Por meio de seu trabalho, Obá busca transmutar momentos trágicos em episódios poéticos, sem dessa maneira esquecer aquilo que martirizou quem viveu esses momentos. Esse procedimento pode ser observado em Figuras no caminho “Criança suspensa” (2022), em que o artista retoma a iconografia cristã da cruxificação, suspendendo um garoto sobre pernas de pau, seguradas por duas meninas. A suspensão retira o garoto da terra e do tempo corrente. Nesse tempo sem dor, a coroa não é mais de espinhos, mas sim de flores.

A infância em Antônio Obá não é ingênua. As crianças-personagens do artista são agentes do seu tempo, conscientes e capazes de transformar o mundo. Na pintura Tocaia (2019), um menino santo, sem rosto, é atacado por uma pomba, ao mesmo tempo em que consegue reter uma segunda ave com a outra mão. O garoto aprende, se disfarça de isca, atrai e domina seu algoz.

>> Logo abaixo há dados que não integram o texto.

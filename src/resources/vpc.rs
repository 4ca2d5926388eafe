//! VPC networks.

use std::time::Duration;

use async_trait::async_trait;
use chrono::{DateTime, Utc};
use serde::{Deserialize, Serialize};
use serde_json::json;
use tracing::info;

use crate::client::extract;
use crate::context::OpContext;
use crate::error::ProviderError;
use crate::lookup::{find_one, parse_timestamp, NameFilter, Named};
use crate::mapping::normalize_region;
use crate::pagination::{list_all, ListRequest, LOOKUP_PER_PAGE};
use crate::provider::ProviderMeta;
use crate::resource::{clear_if_not_found, DataSource, Resource, Timeouts};
use crate::resources::set_optional_str;
use crate::retry::{classify_delete, retry, Backoff};
use crate::schema::{Attribute, Constraint, Schema, Validator};
use crate::state::ResourceData;

const VPCS_PATH: &str = "/v2/vpcs";

/// A VPC as the API returns it.
#[derive(Debug, Clone, Default, PartialEq, Serialize, Deserialize)]
#[serde(default)]
pub(crate) struct Vpc {
    pub id: String,
    pub urn: String,
    pub name: String,
    pub description: String,
    pub region: String,
    pub ip_range: String,
    pub default: bool,
    pub created_at: String,
}

impl Named for Vpc {
    fn name(&self) -> &str {
        &self.name
    }

    fn created_at(&self) -> Option<DateTime<Utc>> {
        parse_timestamp(Some(&self.created_at))
    }
}

fn vpc_path(id: &str) -> String {
    format!("{}/{}", VPCS_PATH, id)
}

async fn get_vpc(ctx: &OpContext, meta: &ProviderMeta, id: &str) -> Result<Vpc, ProviderError> {
    let body = meta.client.get(ctx, &vpc_path(id), &[]).await?;
    extract(&body, "vpc")
}

async fn list_vpcs(ctx: &OpContext, meta: &ProviderMeta) -> Result<Vec<Vpc>, ProviderError> {
    let request = ListRequest::new(VPCS_PATH, "vpcs").with_per_page(LOOKUP_PER_PAGE);
    list_all(&meta.client, ctx, &request, |v: &Vpc| v.id.clone()).await
}

fn set_state(data: &mut ResourceData, vpc: &Vpc) {
    data.set_id(vpc.id.as_str());
    data.set("name", vpc.name.as_str());
    data.set("region", normalize_region(&vpc.region));
    set_optional_str(data, "description", &vpc.description);
    set_optional_str(data, "ip_range", &vpc.ip_range);
    data.set("urn", vpc.urn.as_str());
    data.set("default", vpc.default);
    data.set("created_at", vpc.created_at.as_str());
}

/// `digitalocean_vpc`
#[derive(Debug, Clone, Copy, Default)]
pub struct VpcResource;

#[async_trait]
impl Resource for VpcResource {
    fn schema(&self) -> Schema {
        Schema::v0()
            .with_description("A VPC network.")
            .with_attribute(
                "name",
                Attribute::required_string().with_validator(Validator::NoZeroValues),
            )
            .with_attribute(
                "region",
                Attribute::required_string()
                    .with_force_new()
                    .with_validator(Validator::NoZeroValues),
            )
            .with_attribute(
                "description",
                Attribute::optional_string().with_validator(Validator::string_len_between(0, 255)),
            )
            .with_attribute(
                "ip_range",
                Attribute::optional_computed_string()
                    .with_force_new()
                    .with_validator(Validator::IsCidr),
            )
            .with_attribute("urn", Attribute::computed_string())
            .with_attribute("default", Attribute::computed_bool())
            .with_attribute("created_at", Attribute::computed_string())
    }

    fn timeouts(&self) -> Timeouts {
        Timeouts::default().with_delete(Duration::from_secs(2 * 60))
    }

    async fn create(
        &self,
        ctx: &OpContext,
        meta: &ProviderMeta,
        data: &mut ResourceData,
    ) -> Result<(), ProviderError> {
        let mut body = json!({
            "name": data.require_str("name")?,
            "region": normalize_region(data.require_str("region")?),
        });
        if let Some(description) = data.get_str("description") {
            body["description"] = json!(description);
        }
        if let Some(ip_range) = data.get_str("ip_range") {
            body["ip_range"] = json!(ip_range);
        }

        let response = meta.client.post(ctx, VPCS_PATH, body).await?;
        let vpc: Vpc = extract(&response, "vpc")?;
        info!(id = %vpc.id, "VPC created");
        data.set_id(vpc.id);
        Ok(())
    }

    async fn read(
        &self,
        ctx: &OpContext,
        meta: &ProviderMeta,
        data: &mut ResourceData,
    ) -> Result<(), ProviderError> {
        match get_vpc(ctx, meta, data.id()).await {
            Ok(vpc) => {
                set_state(data, &vpc);
                Ok(())
            },
            Err(err) => clear_if_not_found(err, "VPC", data),
        }
    }

    async fn update(
        &self,
        ctx: &OpContext,
        meta: &ProviderMeta,
        data: &mut ResourceData,
    ) -> Result<(), ProviderError> {
        if !data.has_changes(&["name", "description"]) {
            return Ok(());
        }
        let body = json!({
            "name": data.require_str("name")?,
            "description": data.get_string("description"),
        });
        meta.client.patch(ctx, &vpc_path(data.id()), body).await?;
        Ok(())
    }

    async fn delete(
        &self,
        ctx: &OpContext,
        meta: &ProviderMeta,
        data: &mut ResourceData,
    ) -> Result<(), ProviderError> {
        let path = vpc_path(data.id());
        let client = &meta.client;
        // Members (droplets, load balancers) may still be draining out of the VPC.
        let result = retry(ctx, self.timeouts().delete, Backoff::default(), || {
            let path = path.as_str();
            async move { client.delete(ctx, path, &[]).await.map_err(classify_delete) }
        })
        .await;
        match result {
            Ok(()) => {
                data.clear_id();
                Ok(())
            },
            Err(err) if err.is_not_found() => {
                data.clear_id();
                Ok(())
            },
            Err(err) => Err(err),
        }
    }
}

/// `digitalocean_vpc` data source: by id, by name, or the region's default VPC.
#[derive(Debug, Clone, Copy, Default)]
pub struct VpcDataSource;

#[async_trait]
impl DataSource for VpcDataSource {
    fn schema(&self) -> Schema {
        Schema::v0()
            .with_attribute("id", Attribute::optional_computed_string())
            .with_attribute("name", Attribute::optional_computed_string())
            .with_attribute("region", Attribute::optional_computed_string())
            .with_attribute("description", Attribute::computed_string())
            .with_attribute("ip_range", Attribute::computed_string())
            .with_attribute("urn", Attribute::computed_string())
            .with_attribute("default", Attribute::computed_bool())
            .with_attribute("created_at", Attribute::computed_string())
            .with_constraint(Constraint::exactly_one_of(["id", "name", "region"]))
    }

    async fn read(
        &self,
        ctx: &OpContext,
        meta: &ProviderMeta,
        data: &mut ResourceData,
    ) -> Result<(), ProviderError> {
        let vpc = if let Some(id) = data.get_str("id").filter(|s| !s.is_empty()) {
            get_vpc(ctx, meta, id).await?
        } else if let Some(name) = data.get_str("name") {
            let filter = NameFilter::Exact(name.to_string());
            find_one(list_vpcs(ctx, meta).await?, "VPC", &filter, false)?
        } else {
            let region = normalize_region(data.require_str("region")?);
            list_vpcs(ctx, meta)
                .await?
                .into_iter()
                .find(|v| v.default && normalize_region(&v.region) == region)
                .ok_or_else(|| {
                    ProviderError::NotFound(format!("unable to find default VPC in {}", region))
                })?
        };

        set_state(data, &vpc);
        data.set("description", vpc.description.as_str());
        data.set("ip_range", vpc.ip_range.as_str());
        Ok(())
    }
}

#[cfg(test)]
mod tests {
    use super::*;
    use crate::client::Method;
    use crate::testing::{assert_plan_updates_in_place, MockTransport, ProviderTester};
    use crate::DigitalOceanProvider;
    use crate::ProviderService;
    use serde_json::Value;

    fn vpc(id: &str, name: &str, region: &str, default: bool) -> Value {
        json!({
            "id": id,
            "urn": format!("do:vpc:{}", id),
            "name": name,
            "region": region,
            "description": "",
            "ip_range": "10.10.10.0/24",
            "default": default,
            "created_at": "2024-01-01T00:00:00Z"
        })
    }

    async fn configured(mock: &MockTransport) -> ProviderTester<DigitalOceanProvider> {
        let tester = ProviderTester::new(mock.provider().unwrap());
        tester
            .configure(json!({"token": MockTransport::TOKEN}))
            .await
            .unwrap();
        tester
    }

    #[tokio::test]
    async fn test_create_sends_normalized_region() {
        let mock = MockTransport::new()
            .on(Method::Post, VPCS_PATH, 201, json!({"vpc": vpc("vpc-1", "net", "nyc3", false)}))
            .on(Method::Get, "/v2/vpcs/vpc-1", 200, json!({"vpc": vpc("vpc-1", "net", "nyc3", false)}));
        let tester = configured(&mock).await;

        let state = tester
            .create("digitalocean_vpc", json!({"name": "net", "region": "NYC3"}))
            .await
            .unwrap();
        assert_eq!(state["id"], "vpc-1");
        assert_eq!(state["region"], "nyc3");
        assert_eq!(state["urn"], "do:vpc:vpc-1");
        assert!(state.get("description").is_none());

        let post = &mock.requests_to(Method::Post, VPCS_PATH)[0];
        assert_eq!(post.json().unwrap()["region"], "nyc3");
        assert!(post.json().unwrap().get("ip_range").is_none());
    }

    #[tokio::test]
    async fn test_rename_patches_in_place() {
        let mock = MockTransport::new()
            .on(Method::Patch, "/v2/vpcs/vpc-1", 200, json!({"vpc": vpc("vpc-1", "renamed", "nyc3", false)}))
            .on(Method::Get, "/v2/vpcs/vpc-1", 200, json!({"vpc": vpc("vpc-1", "renamed", "nyc3", false)}));
        let tester = configured(&mock).await;
        let prior = json!({
            "id": "vpc-1", "name": "net", "region": "nyc3", "ip_range": "10.10.10.0/24",
            "urn": "do:vpc:vpc-1", "default": false, "created_at": "2024-01-01T00:00:00Z"
        });
        let mut planned = prior.clone();
        planned["name"] = json!("renamed");

        let plan = tester
            .plan_update("digitalocean_vpc", prior.clone(), planned)
            .await
            .unwrap();
        assert_plan_updates_in_place(&plan);

        let state = tester
            .update("digitalocean_vpc", prior, plan.planned_state)
            .await
            .unwrap();
        assert_eq!(state["name"], "renamed");
        let patch = &mock.requests_to(Method::Patch, "/v2/vpcs/vpc-1")[0];
        assert_eq!(patch.json().unwrap()["name"], "renamed");
    }

    #[tokio::test(start_paused = true)]
    async fn test_delete_retries_member_conflicts() {
        let mock = MockTransport::new()
            .on(Method::Delete, "/v2/vpcs/vpc-1", 409, json!({"id": "conflict", "message": "VPC has members"}))
            .on(Method::Delete, "/v2/vpcs/vpc-1", 204, Value::Null);
        let tester = configured(&mock).await;
        tester
            .delete("digitalocean_vpc", json!({"id": "vpc-1", "name": "net"}))
            .await
            .unwrap();
        assert_eq!(mock.count(Method::Delete, "/v2/vpcs/vpc-1"), 2);
    }

    #[tokio::test]
    async fn test_delete_of_missing_vpc_succeeds() {
        let mock = MockTransport::new();
        let tester = configured(&mock).await;
        tester
            .delete("digitalocean_vpc", json!({"id": "vpc-1", "name": "net"}))
            .await
            .unwrap();
    }

    #[tokio::test]
    async fn test_data_source_lookups() {
        let list = json!({"vpcs": [
            vpc("vpc-1", "net", "nyc3", false),
            vpc("vpc-2", "default-nyc3", "nyc3", true),
            vpc("vpc-3", "default-sfo3", "sfo3", true)
        ]});
        let mock = MockTransport::new().on(Method::Get, VPCS_PATH, 200, list);
        let tester = configured(&mock).await;

        let by_name = tester
            .read_data_source("digitalocean_vpc", json!({"name": "net"}))
            .await
            .unwrap();
        assert_eq!(by_name["id"], "vpc-1");
        assert_eq!(by_name["ip_range"], "10.10.10.0/24");

        let by_region = tester
            .read_data_source("digitalocean_vpc", json!({"region": "SFO3"}))
            .await
            .unwrap();
        assert_eq!(by_region["id"], "vpc-3");

        let err = tester
            .read_data_source("digitalocean_vpc", json!({"name": "missing"}))
            .await
            .unwrap_err();
        assert!(err.message().contains("no VPC found with name missing"));
    }

    #[tokio::test]
    async fn test_data_source_requires_exactly_one_selector() {
        let mock = MockTransport::new();
        let provider = mock.provider().unwrap();
        let diagnostics = provider
            .validate_data_source_config("digitalocean_vpc", json!({"name": "a", "region": "nyc3"}))
            .await
            .unwrap();
        assert!(diagnostics.iter().any(|d| d.is_error()));
    }
}
#[cfg(test)]
mod tests {
    use super::*;
    use crate::testing::MockTransport;
    use serde_json::json;

    #[test]
    fn test_resolve_url() {
        let base = Url::parse("https://api.digitalocean.com").unwrap();
        let url = resolve_url(
            &base,
            "/v2/nfs/abc",
            &[("region".to_string(), "atl1".to_string())],
        )
        .unwrap();
        assert_eq!(url.as_str(), "https://api.digitalocean.com/v2/nfs/abc?region=atl1");

        let absolute = resolve_url(&base, "https://cloud.digitalocean.com/v1/oauth/revoke", &[]).unwrap();
        assert_eq!(absolute.host_str(), Some("cloud.digitalocean.com"));
    }

    fn policy(max: u32) -> RetryPolicy {
        RetryPolicy {
            max,
            backoff: Backoff::Exponential {
                initial: Duration::from_secs(1),
                max: Duration::from_secs(30),
            },
        }
    }

    #[test]
    fn test_retry_policy_statuses_and_cap() {
        let retry = policy(4);
        let throttled = ApiResponse::new(429, Value::Null);
        assert_eq!(retry.after_response(0, &throttled), Some(Duration::from_secs(1)));
        assert_eq!(retry.after_response(3, &throttled), Some(Duration::from_secs(8)));
        assert_eq!(retry.after_response(4, &throttled), None);

        let unavailable = ApiResponse::new(503, Value::Null);
        assert_eq!(retry.after_response(1, &unavailable), Some(Duration::from_secs(2)));
        assert_eq!(retry.after_response(0, &ApiResponse::new(404, Value::Null)), None);
        assert_eq!(retry.after_response(0, &ApiResponse::new(200, Value::Null)), None);

        assert_eq!(retry.after_send_error(3), Some(Duration::from_secs(8)));
        assert_eq!(retry.after_send_error(4), None);
        assert_eq!(policy(0).after_response(0, &throttled), None);
    }

    #[test]
    fn test_retry_after_overrides_backoff() {
        let throttled = ApiResponse::new(429, Value::Null).with_header("Retry-After", "3");
        assert_eq!(policy(4).after_response(2, &throttled), Some(Duration::from_secs(3)));
    }

    #[tokio::test(start_paused = true)]
    async fn test_rate_limiter_spaces_requests() {
        let limiter = RateLimiter::new(Some(Duration::from_millis(500)));
        let start = Instant::now();
        limiter.acquire().await;
        assert_eq!(start.elapsed(), Duration::ZERO);
        limiter.acquire().await;
        assert_eq!(start.elapsed(), Duration::from_millis(500));
        limiter.acquire().await;
        assert_eq!(start.elapsed(), Duration::from_millis(1000));

        let unlimited = RateLimiter::new(None);
        let start = Instant::now();
        unlimited.acquire().await;
        unlimited.acquire().await;
        assert_eq!(start.elapsed(), Duration::ZERO);
    }

    #[tokio::test(start_paused = true)]
    async fn test_idle_limiter_does_not_delay() {
        let limiter = RateLimiter::new(Some(Duration::from_millis(500)));
        limiter.acquire().await;
        tokio::time::sleep(Duration::from_secs(2)).await;
        let start = Instant::now();
        limiter.acquire().await;
        assert_eq!(start.elapsed(), Duration::ZERO);
    }

    #[test]
    fn test_transport_rejects_unusable_rate() {
        let mut config = ProviderConfig::for_endpoint("t", Url::parse("https://api.digitalocean.com").unwrap());
        config.requests_per_second = 1e-30;
        let err = HttpTransport::new(&config).unwrap_err();
        assert!(matches!(err, ProviderError::Configuration(_)));
    }

    #[test]
    fn test_links_last_page() {
        assert!(Links::default().is_last_page());
        let links: Links = serde_json::from_value(json!({"pages": {"next": "https://x/?page=2"}})).unwrap();
        assert!(!links.is_last_page());
        let links: Links = serde_json::from_value(json!({"pages": {"prev": "https://x/?page=1"}})).unwrap();
        assert!(links.is_last_page());
    }

    #[test]
    fn test_retry_after_header() {
        let response = ApiResponse::new(429, Value::Null).with_header("Retry-After", "3");
        assert_eq!(response.retry_after(), Some(Duration::from_secs(3)));
    }

    #[test]
    fn test_form_body_debug_is_redacted() {
        let body = Body::Form(vec![("token".to_string(), "secret".to_string())]);
        let printed = format!("{:?}", body);
        assert!(!printed.contains("secret"));
        assert!(printed.contains("token="));
    }

    #[tokio::test]
    async fn test_client_maps_api_errors() {
        let mock = MockTransport::new().on(
            Method::Get,
            "/v2/vpcs/missing",
            404,
            json!({"id": "not_found", "message": "The resource you were accessing could not be found."}),
        );
        let client = mock.client();
        let err = client
            .get(&OpContext::new(), "/v2/vpcs/missing", &[])
            .await
            .unwrap_err();
        assert!(err.is_not_found());
        match err {
            ProviderError::Api(api) => {
                assert_eq!(api.status, 404);
                assert_eq!(api.id.as_deref(), Some("not_found"));
                assert_eq!(api.method, "GET");
            },
            other => panic!("unexpected error: {other:?}"),
        }
    }

    #[tokio::test]
    async fn test_client_sends_bearer_token() {
        let mock = MockTransport::new().on(Method::Get, "/v2/account", 200, json!({"account": {}}));
        let client = mock.client();
        client.get(&OpContext::new(), "/v2/account", &[]).await.unwrap();
        let requests = mock.requests();
        assert_eq!(requests.len(), 1);
        assert_eq!(
            requests[0].bearer.as_ref().map(|t| t.expose().as_str()),
            Some(MockTransport::TOKEN)
        );
    }

    #[test]
    fn test_extract() {
        let body = json!({"vpc": {"id": "v1"}});
        let vpc: Value = extract(&body, "vpc").unwrap();
        assert_eq!(vpc["id"], "v1");
        assert!(matches!(
            extract::<Value>(&body, "nfs"),
            Err(ProviderError::Parse(_))
        ));
    }
}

A criança de Wade in the water - after Adriana Varejão (2019), nos desafia frente a uma piscina que se refere à série Saunas, da artista citada no título. A pintura faz alusão à canção Wade in the water, do gênero spirituals, criada e cantada por negros escravizados nos Estados Unidos. A letra é atribuída a Harriet Tubman (Condado de Dorchester, 1822 – Auburn, 1913), uma mulher negra, que nasceu escravizada, e se tornou importante agente na luta pela abolição e, posteriormente, pelo voto feminino. Tubman conduzia fugitivos por uma rota conhecida como Underground Railroad [Ferrovia subterrânea], cantando a canção como uma forma de alertar quem protegia para se esconder. Relatos afirmam que ela salvou cerca de 300 pessoas.

Em Banhistas nº 3 – Espreita (2020), Obá faz referência a um acontecimento de junho de 1964, no hotel Monson Motor Lodge, Saint Augutine, Flórida. Martin Luther King (Atlanta, 1929 – Memphis, 1968), líder do movimento anti-segregacionionista, tentou se servir de almoço e foi impedido pelo gerente.

Ao insistir, foi preso por invasão de propriedade. Dias depois, um grupo de manifestantes brancos e negros mergulhou na piscina do hotel em sinal de protesto. Em reação, o mesmo gerente despejou um galão de ácido muriático nas águas. A fotografia mais famosa desse acontecimento é de Horace Cort (1913 - 1988), a partir da qual Obá pinta. Na obra, o vilão dá lugar a um crocodilo, uma alusão às histórias em que crianças escravizadas eram usadas como isca. As crianças da cena ficam à espreita, elas agora se tornaram predadoras.

Obras que retomam a ideia de um movimento de suspensão dos personagens complementam a mostra. Fata Morgana nº 1 (2022), os estandartes Crianças suspensas (2022), Angelus (2022) e a série Strange fruit [Fruto estranho], poucas vezes expostas no Brasil, poderão ser vistas pelo público. O visitante terá acesso a vídeos explicativos sobre cada obra da exposição, na voz do artista, por meio de um QR Code.

Anote

Período: 24.06 a 18.02.2024
Curadoria: Ana Maria Maia e Yuri Quevedo
Pinacoteca Contemporânea – Galeria Praça

De quarta a segunda, das 10h às 18h
Gratuitos aos sábados - R$ 10 (inteira) e R$ 5 (meia-entrada)
Lançamento do catálogo: 24.06.23, em loja física e no site.